Copy each line of the records below that has "EventSink" in it.

*** Opening Data extracts ***

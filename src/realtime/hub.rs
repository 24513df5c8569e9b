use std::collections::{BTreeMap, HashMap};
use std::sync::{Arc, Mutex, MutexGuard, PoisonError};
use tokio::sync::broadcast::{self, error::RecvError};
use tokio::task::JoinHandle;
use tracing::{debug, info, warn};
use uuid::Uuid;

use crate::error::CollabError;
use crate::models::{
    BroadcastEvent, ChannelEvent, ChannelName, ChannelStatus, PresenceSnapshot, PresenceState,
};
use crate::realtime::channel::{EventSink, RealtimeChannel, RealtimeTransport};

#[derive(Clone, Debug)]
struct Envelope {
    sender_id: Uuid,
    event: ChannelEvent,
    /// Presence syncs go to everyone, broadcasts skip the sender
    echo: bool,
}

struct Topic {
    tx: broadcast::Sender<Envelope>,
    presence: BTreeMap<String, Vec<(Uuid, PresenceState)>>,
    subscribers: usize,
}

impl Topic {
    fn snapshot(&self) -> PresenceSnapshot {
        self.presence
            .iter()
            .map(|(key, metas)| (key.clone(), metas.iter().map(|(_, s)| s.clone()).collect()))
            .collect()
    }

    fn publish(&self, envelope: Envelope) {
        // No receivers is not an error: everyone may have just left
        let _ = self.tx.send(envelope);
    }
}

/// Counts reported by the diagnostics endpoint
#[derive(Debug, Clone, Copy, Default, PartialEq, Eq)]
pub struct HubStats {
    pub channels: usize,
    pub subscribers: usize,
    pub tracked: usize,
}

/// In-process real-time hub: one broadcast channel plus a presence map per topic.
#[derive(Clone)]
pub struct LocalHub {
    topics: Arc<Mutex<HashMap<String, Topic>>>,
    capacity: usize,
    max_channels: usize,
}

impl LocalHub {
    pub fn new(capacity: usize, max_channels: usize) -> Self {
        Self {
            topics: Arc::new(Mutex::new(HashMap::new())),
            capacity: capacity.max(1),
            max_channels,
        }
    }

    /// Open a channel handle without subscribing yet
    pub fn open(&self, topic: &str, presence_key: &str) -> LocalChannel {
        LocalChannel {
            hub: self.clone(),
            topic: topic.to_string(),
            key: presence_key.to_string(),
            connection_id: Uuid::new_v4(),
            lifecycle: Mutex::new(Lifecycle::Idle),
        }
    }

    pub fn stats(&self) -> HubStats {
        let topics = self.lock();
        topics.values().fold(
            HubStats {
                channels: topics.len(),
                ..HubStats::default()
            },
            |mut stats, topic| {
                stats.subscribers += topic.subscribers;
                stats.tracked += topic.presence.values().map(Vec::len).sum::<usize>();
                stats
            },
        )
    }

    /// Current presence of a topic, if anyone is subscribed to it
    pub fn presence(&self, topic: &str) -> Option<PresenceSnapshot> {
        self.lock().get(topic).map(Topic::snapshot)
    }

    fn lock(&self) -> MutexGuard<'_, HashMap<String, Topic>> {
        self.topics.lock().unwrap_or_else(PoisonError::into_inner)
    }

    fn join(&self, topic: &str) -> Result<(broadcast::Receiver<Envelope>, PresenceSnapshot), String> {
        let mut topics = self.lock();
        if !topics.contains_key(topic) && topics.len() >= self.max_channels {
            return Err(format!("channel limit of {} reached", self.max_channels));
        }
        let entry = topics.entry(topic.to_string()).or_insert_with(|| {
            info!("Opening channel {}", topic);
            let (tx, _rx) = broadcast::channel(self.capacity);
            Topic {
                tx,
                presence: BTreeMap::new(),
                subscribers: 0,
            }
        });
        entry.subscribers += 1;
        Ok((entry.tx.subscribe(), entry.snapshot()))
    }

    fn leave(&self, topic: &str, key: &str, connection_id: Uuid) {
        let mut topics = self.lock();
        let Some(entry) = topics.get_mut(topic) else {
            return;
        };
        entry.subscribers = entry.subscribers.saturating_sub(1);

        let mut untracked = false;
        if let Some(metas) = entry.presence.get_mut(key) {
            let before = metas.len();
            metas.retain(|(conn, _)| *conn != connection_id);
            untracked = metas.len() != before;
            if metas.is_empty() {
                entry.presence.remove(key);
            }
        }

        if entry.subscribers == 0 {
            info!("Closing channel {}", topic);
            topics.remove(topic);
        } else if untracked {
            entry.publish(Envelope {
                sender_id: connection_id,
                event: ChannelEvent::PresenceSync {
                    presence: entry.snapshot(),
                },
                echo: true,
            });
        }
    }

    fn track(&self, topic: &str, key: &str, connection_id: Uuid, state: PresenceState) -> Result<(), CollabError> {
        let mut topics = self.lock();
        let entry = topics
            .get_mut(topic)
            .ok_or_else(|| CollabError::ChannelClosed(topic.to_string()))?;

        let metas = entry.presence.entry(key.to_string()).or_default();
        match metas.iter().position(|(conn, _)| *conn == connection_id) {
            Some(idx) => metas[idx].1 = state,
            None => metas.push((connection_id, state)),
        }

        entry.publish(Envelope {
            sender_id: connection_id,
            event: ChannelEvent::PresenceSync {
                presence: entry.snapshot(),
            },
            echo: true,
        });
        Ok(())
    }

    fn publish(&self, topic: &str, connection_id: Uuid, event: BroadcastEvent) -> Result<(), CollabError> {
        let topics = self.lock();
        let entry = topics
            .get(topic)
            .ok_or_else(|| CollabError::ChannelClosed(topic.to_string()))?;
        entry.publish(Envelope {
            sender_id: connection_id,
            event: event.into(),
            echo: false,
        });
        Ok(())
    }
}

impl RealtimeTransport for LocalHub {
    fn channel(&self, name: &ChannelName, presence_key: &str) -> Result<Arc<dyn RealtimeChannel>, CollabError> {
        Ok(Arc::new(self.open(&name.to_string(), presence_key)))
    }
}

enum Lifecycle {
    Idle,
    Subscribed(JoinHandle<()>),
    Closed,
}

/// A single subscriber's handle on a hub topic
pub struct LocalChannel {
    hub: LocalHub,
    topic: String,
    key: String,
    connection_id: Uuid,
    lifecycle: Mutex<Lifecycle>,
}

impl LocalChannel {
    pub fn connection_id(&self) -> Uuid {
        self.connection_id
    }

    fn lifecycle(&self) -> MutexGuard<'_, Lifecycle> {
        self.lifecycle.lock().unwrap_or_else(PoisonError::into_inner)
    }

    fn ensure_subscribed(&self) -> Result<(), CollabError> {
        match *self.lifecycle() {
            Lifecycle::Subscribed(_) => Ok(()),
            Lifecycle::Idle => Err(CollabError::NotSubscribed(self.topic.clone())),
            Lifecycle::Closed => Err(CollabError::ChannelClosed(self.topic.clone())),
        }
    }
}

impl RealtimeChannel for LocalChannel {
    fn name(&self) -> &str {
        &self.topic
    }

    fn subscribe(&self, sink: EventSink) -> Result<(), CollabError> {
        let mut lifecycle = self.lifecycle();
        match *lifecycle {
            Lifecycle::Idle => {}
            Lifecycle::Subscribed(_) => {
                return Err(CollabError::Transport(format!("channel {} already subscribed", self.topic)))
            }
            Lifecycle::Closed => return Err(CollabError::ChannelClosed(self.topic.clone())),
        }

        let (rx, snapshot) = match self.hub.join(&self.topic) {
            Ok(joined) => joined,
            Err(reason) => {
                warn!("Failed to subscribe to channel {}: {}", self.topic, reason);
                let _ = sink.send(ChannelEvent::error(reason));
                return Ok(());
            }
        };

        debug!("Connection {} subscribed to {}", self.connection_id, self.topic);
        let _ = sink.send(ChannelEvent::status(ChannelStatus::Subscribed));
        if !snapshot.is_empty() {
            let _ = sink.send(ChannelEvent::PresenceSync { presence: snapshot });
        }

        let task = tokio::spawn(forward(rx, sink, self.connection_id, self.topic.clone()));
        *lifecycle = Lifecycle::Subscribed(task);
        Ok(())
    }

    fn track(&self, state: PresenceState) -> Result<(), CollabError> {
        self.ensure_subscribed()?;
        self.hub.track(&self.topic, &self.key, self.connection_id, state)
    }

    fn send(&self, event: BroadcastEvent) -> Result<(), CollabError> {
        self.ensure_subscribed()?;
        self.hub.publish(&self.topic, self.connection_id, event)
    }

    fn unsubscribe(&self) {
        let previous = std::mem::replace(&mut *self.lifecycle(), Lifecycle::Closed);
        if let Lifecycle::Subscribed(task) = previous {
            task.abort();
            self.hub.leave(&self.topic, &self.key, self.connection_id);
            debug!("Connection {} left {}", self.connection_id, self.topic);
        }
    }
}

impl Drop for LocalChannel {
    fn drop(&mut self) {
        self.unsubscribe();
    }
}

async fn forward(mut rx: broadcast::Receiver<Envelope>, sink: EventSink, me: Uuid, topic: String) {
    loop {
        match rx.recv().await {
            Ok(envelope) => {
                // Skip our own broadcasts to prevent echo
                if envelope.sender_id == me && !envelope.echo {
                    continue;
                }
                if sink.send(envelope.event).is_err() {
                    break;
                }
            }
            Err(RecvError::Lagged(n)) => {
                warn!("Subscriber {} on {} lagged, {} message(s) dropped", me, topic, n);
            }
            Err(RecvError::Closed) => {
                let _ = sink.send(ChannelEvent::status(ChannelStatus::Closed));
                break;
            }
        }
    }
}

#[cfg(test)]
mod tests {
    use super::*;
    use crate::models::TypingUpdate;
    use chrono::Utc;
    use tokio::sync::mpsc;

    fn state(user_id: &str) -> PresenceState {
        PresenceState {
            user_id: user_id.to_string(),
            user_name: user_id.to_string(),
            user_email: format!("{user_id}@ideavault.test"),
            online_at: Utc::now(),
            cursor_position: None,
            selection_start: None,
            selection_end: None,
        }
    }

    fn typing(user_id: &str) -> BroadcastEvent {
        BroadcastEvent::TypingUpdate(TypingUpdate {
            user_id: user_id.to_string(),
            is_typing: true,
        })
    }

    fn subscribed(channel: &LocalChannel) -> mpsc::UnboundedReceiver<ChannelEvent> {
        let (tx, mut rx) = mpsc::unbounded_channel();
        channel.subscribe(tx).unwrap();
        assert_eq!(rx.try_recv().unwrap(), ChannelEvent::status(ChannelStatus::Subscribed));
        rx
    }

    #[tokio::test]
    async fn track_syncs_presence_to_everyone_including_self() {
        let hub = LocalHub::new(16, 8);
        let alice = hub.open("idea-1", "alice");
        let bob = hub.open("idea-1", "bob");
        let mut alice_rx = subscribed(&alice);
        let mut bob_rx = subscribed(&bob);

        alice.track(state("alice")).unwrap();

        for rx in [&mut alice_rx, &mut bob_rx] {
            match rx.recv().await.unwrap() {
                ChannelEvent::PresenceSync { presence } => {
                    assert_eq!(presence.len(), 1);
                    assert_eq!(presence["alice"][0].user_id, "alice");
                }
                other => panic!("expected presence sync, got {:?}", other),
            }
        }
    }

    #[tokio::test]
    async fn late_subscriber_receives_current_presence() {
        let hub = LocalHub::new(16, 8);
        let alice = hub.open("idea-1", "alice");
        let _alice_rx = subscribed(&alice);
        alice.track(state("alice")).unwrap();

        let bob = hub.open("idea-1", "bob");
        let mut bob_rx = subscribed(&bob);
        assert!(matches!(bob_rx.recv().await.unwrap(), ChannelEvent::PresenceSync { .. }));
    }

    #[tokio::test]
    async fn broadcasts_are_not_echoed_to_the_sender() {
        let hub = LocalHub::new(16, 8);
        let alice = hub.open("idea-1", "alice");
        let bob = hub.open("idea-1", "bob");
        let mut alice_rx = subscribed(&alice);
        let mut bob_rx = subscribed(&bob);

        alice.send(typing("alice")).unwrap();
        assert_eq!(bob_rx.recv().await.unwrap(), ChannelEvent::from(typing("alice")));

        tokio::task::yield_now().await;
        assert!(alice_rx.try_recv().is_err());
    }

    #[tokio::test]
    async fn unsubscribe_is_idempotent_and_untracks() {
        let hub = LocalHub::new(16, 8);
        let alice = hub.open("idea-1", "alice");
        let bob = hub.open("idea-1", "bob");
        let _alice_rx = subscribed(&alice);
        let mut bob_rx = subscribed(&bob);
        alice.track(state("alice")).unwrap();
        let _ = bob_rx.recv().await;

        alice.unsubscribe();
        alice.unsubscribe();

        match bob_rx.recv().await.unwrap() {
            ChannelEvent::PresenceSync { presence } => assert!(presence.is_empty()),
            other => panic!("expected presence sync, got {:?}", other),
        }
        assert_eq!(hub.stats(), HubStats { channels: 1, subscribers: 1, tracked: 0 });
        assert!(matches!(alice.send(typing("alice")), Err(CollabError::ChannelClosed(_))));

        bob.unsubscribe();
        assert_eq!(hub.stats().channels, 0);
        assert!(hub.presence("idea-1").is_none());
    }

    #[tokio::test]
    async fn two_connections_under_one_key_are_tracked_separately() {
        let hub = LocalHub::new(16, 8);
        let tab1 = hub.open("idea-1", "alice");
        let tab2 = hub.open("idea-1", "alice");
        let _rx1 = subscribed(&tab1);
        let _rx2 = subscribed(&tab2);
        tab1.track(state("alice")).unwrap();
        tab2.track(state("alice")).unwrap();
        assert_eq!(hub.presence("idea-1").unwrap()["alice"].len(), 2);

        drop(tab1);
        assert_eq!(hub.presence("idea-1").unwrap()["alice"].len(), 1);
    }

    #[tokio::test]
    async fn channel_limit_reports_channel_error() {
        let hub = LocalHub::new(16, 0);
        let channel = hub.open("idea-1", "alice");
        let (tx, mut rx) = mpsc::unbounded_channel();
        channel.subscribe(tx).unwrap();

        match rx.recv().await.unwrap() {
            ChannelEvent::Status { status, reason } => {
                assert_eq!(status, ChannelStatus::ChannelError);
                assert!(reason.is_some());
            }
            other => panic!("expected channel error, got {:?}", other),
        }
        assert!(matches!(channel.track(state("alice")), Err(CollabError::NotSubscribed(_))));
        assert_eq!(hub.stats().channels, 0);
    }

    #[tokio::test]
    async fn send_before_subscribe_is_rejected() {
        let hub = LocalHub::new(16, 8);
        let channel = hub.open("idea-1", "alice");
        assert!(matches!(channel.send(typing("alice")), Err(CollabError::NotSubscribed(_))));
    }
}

*** Closing Data extracts ***

**Your solution**
use crate::realtime::channel::{EventSink, RealtimeChannel, RealtimeTransport};
    fn subscribe(&self, sink: EventSink) -> Result<(), CollabError> {
async fn forward(mut rx: broadcast::Receiver<Envelope>, sink: EventSink, me: Uuid, topic: String) {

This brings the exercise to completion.